The focus of the opening campaign of the War of 1812 was Detroit, a location the War Department considered one of the significant launching points for the invasion of Canada. Detroit's surrender only two months after the declaration of war shocked the nation and led to the court-martial of Brigadier General William Hull. Hull was sentenced to death - the only commanding general ever to receive such a sentence in US military history - and has been vilified by many historians to the present day for his decision to surrender. In The Fall and Recapture of Detroit in the War of 1812, author Anthony J. Yanik reconsiders Hull's abrupt surrender and the general's defense that the decision was based on sound humanitarian grounds.
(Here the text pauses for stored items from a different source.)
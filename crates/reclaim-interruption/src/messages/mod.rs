//! Classification of raw queue payloads
//!
//! Every payload is an event envelope whose `source` and `detail-type`
//! select a parser from [`PARSERS`]. Pairs missing from the table classify as
//! [`Kind::Unknown`]; bodies that are not a valid envelope, or whose detail
//! does not match the expected shape, are [`ParseError::Malformed`].

mod rebalance;
mod scheduled_change;
mod spot_interruption;
mod state_change;

use serde::Deserialize;
use thiserror::Error;

use reclaim_common::notification_types::{
    DETAIL_HEALTH_EVENT, DETAIL_REBALANCE_RECOMMENDATION, DETAIL_SPOT_INTERRUPTION,
    DETAIL_STATE_CHANGE, SOURCE_EC2, SOURCE_HEALTH,
};

/// Closed classification of a notification
#[derive(Clone, Copy, Debug, PartialEq, Eq, Hash)]
pub enum Kind {
    /// Scheduled maintenance affecting the instance
    ScheduledChange,
    /// Spot capacity is being reclaimed
    SpotInterruption,
    /// Spot interruption risk is elevated
    Rebalance,
    /// Instance is stopping, stopped, shutting down or terminated
    StateChangeTerminal,
    /// Any other state transition, e.g. pending or running
    StateChangeNonTerminal,
    /// Source and detail type not in the dispatch table
    Unknown,
}

impl Kind {
    /// Label used in log fields
    pub fn as_str(&self) -> &'static str {
        match self {
            Self::ScheduledChange => "scheduled_change",
            Self::SpotInterruption => "spot_interruption",
            Self::Rebalance => "rebalance",
            Self::StateChangeTerminal => "state_change_terminal",
            Self::StateChangeNonTerminal => "state_change",
            Self::Unknown => "unknown",
        }
    }
}

impl std::fmt::Display for Kind {
    fn fmt(&self, f: &mut std::fmt::Formatter<'_>) -> std::fmt::Result {
        f.write_str(self.as_str())
    }
}

/// A classified notification
#[derive(Clone, Debug, PartialEq, Eq)]
pub struct Notification {
    /// Classification
    pub kind: Kind,
    /// Provider event id
    pub event_id: String,
    /// Envelope source
    pub source: String,
    /// Envelope detail type
    pub detail_type: String,
    /// Event time as sent by the provider
    pub time: Option<String>,
    /// Instances the notification is about; health events can name several
    pub instance_ids: Vec<String>,
    /// New instance state, for state-change notifications
    pub state: Option<String>,
}

/// Payload could not be classified
#[derive(Debug, Error, PartialEq, Eq)]
pub enum ParseError {
    /// Body is not a valid envelope or its detail has the wrong shape
    #[error("malformed notification: {0}")]
    Malformed(String),
}

/// Event envelope shared by every notification
#[derive(Debug, Deserialize)]
pub(crate) struct Envelope {
    #[serde(default)]
    pub id: String,
    pub source: String,
    #[serde(rename = "detail-type")]
    pub detail_type: String,
    #[serde(default)]
    pub time: Option<String>,
    #[serde(default)]
    pub detail: serde_json::Value,
}

impl Envelope {
    /// Notification skeleton carrying the envelope fields
    pub(crate) fn notification(&self, kind: Kind, instance_ids: Vec<String>) -> Notification {
        Notification {
            kind,
            event_id: self.id.clone(),
            source: self.source.clone(),
            detail_type: self.detail_type.clone(),
            time: self.time.clone(),
            instance_ids,
            state: None,
        }
    }

    /// Deserialize the detail object into a kind-specific shape
    pub(crate) fn detail<T: serde::de::DeserializeOwned>(&self) -> Result<T, ParseError> {
        serde_json::from_value(self.detail.clone()).map_err(|e| {
            ParseError::Malformed(format!("{} detail: {}", self.detail_type, e))
        })
    }
}

type Parser = fn(&Envelope) -> Result<Notification, ParseError>;

/// Dispatch table from (source, detail type) to parser
const PARSERS: &[(&str, &str, Parser)] = &[
    (SOURCE_HEALTH, DETAIL_HEALTH_EVENT, scheduled_change::parse),
    (SOURCE_EC2, DETAIL_SPOT_INTERRUPTION, spot_interruption::parse),
    (SOURCE_EC2, DETAIL_REBALANCE_RECOMMENDATION, rebalance::parse),
    (SOURCE_EC2, DETAIL_STATE_CHANGE, state_change::parse),
];

/// Classify a raw payload
pub fn parse(body: &str) -> Result<Notification, ParseError> {
    let envelope: Envelope = serde_json::from_str(body)
        .map_err(|e| ParseError::Malformed(format!("envelope: {}", e)))?;

    match PARSERS
        .iter()
        .find(|(source, detail_type, _)| {
            *source == envelope.source && *detail_type == envelope.detail_type
        }) {
        Some((_, _, parser)) => parser(&envelope),
        None => Ok(envelope.notification(Kind::Unknown, Vec::new())),
    }
}

#[cfg(test)]
mod tests {
    use super::*;

    #[test]
    fn spot_interruption_payload() {
        let body = r#"{
            "version": "0",
            "id": "1e5527d7-bb36-4607-3370-4164db56a40e",
            "detail-type": "EC2 Spot Instance Interruption Warning",
            "source": "aws.ec2",
            "account": "123456789012",
            "time": "2022-10-01T12:00:00Z",
            "region": "us-west-2",
            "resources": ["arn:aws:ec2:us-west-2a:instance/i-0b2ac1be61d2c3a1a"],
            "detail": {
                "instance-id": "i-0b2ac1be61d2c3a1a",
                "instance-action": "terminate"
            }
        }"#;
        let n = parse(body).unwrap();
        assert_eq!(n.kind, Kind::SpotInterruption);
        assert_eq!(n.instance_ids, vec!["i-0b2ac1be61d2c3a1a"]);
        assert_eq!(n.event_id, "1e5527d7-bb36-4607-3370-4164db56a40e");
        assert_eq!(n.time.as_deref(), Some("2022-10-01T12:00:00Z"));
    }

    #[test]
    fn scheduled_change_payload_names_every_instance() {
        let body = r#"{
            "version": "0",
            "id": "7fb65329-1628-4cf3-a740-95fg457h1402",
            "detail-type": "AWS Health Event",
            "source": "aws.health",
            "account": "123456789012",
            "time": "2022-10-01T12:00:00Z",
            "region": "us-west-2",
            "resources": [],
            "detail": {
                "eventArn": "arn:aws:health:us-west-2::event/EC2/EC2_INSTANCE_RETIREMENT_SCHEDULED/x",
                "service": "EC2",
                "eventTypeCode": "AWS_EC2_INSTANCE_RETIREMENT_SCHEDULED",
                "eventTypeCategory": "scheduledChange",
                "startTime": "Sat, 05 Oct 2022 12:00:00 GMT",
                "affectedEntities": [
                    {"entityValue": "i-0aaaaaaaaaaaaaaa1"},
                    {"entityValue": "i-0aaaaaaaaaaaaaaa2"}
                ]
            }
        }"#;
        let n = parse(body).unwrap();
        assert_eq!(n.kind, Kind::ScheduledChange);
        assert_eq!(n.instance_ids, vec!["i-0aaaaaaaaaaaaaaa1", "i-0aaaaaaaaaaaaaaa2"]);
    }

    #[test]
    fn rebalance_payload() {
        let body = r#"{
            "id": "5d5c5b1e",
            "detail-type": "EC2 Instance Rebalance Recommendation",
            "source": "aws.ec2",
            "detail": {"instance-id": "i-0123456789abcdef0"}
        }"#;
        let n = parse(body).unwrap();
        assert_eq!(n.kind, Kind::Rebalance);
        assert_eq!(n.instance_ids, vec!["i-0123456789abcdef0"]);
    }

    #[test]
    fn state_change_payloads_split_on_terminal_states() {
        for (state, kind) in [
            ("stopping", Kind::StateChangeTerminal),
            ("stopped", Kind::StateChangeTerminal),
            ("shutting-down", Kind::StateChangeTerminal),
            ("terminated", Kind::StateChangeTerminal),
            ("pending", Kind::StateChangeNonTerminal),
            ("running", Kind::StateChangeNonTerminal),
        ] {
            let body = serde_json::json!({
                "id": "abc",
                "detail-type": "EC2 Instance State-change Notification",
                "source": "aws.ec2",
                "detail": {"instance-id": "i-0123456789abcdef0", "state": state}
            })
            .to_string();
            let n = parse(&body).unwrap();
            assert_eq!(n.kind, kind, "state {}", state);
            assert_eq!(n.state.as_deref(), Some(state));
        }
    }

    #[test]
    fn unknown_detail_type_is_unknown() {
        let body = r#"{
            "id": "x",
            "detail-type": "EC2 AMI State Change",
            "source": "aws.ec2",
            "detail": {}
        }"#;
        let n = parse(body).unwrap();
        assert_eq!(n.kind, Kind::Unknown);
        assert!(n.instance_ids.is_empty());
    }

    #[test]
    fn known_detail_type_from_other_source_is_unknown() {
        let body = r#"{
            "detail-type": "EC2 Spot Instance Interruption Warning",
            "source": "custom.app",
            "detail": {"instance-id": "i-0123456789abcdef0"}
        }"#;
        assert_eq!(parse(body).unwrap().kind, Kind::Unknown);
    }

    #[test]
    fn invalid_json_is_malformed() {
        assert!(matches!(parse("not json"), Err(ParseError::Malformed(_))));
        assert!(matches!(parse(r#"{"id": "x"}"#), Err(ParseError::Malformed(_))));
    }

    #[test]
    fn wrong_detail_shape_is_malformed() {
        let body = r#"{
            "detail-type": "EC2 Spot Instance Interruption Warning",
            "source": "aws.ec2",
            "detail": {"instance-action": "terminate"}
        }"#;
        assert!(matches!(parse(body), Err(ParseError::Malformed(_))));
    }
}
Yanik begins by tracing the political roots of the War of 1812 and giving listeners an idea of what life was like in the tiny frontier settlement of Detroit in the years leading up to the war. He moves on to Hull's appointment as brigadier general and the assembly of the North Western Army in the summer of 1812, culminating in their arduous journey to Detroit and botched invasion of Canada. Yanik then details Hull's surrender and its repercussions for Detroit, including life under British rule and the eventual recapture of Detroit by American forces. Yanik also probes the general's court-martial for cowardice in 1814, arguing that a close examination of the testimony of the witnesses, an analysis of Hull's defense, and a review of the actual events themselves raise many questions about the credibility of the verdict that was issued.

©2011 Wayne State University Press (P)2016 Redwood Audiobooks

Critic Reviews

"An excellent popular account of this sad moment in Michigan history." (Michigan Historical Review)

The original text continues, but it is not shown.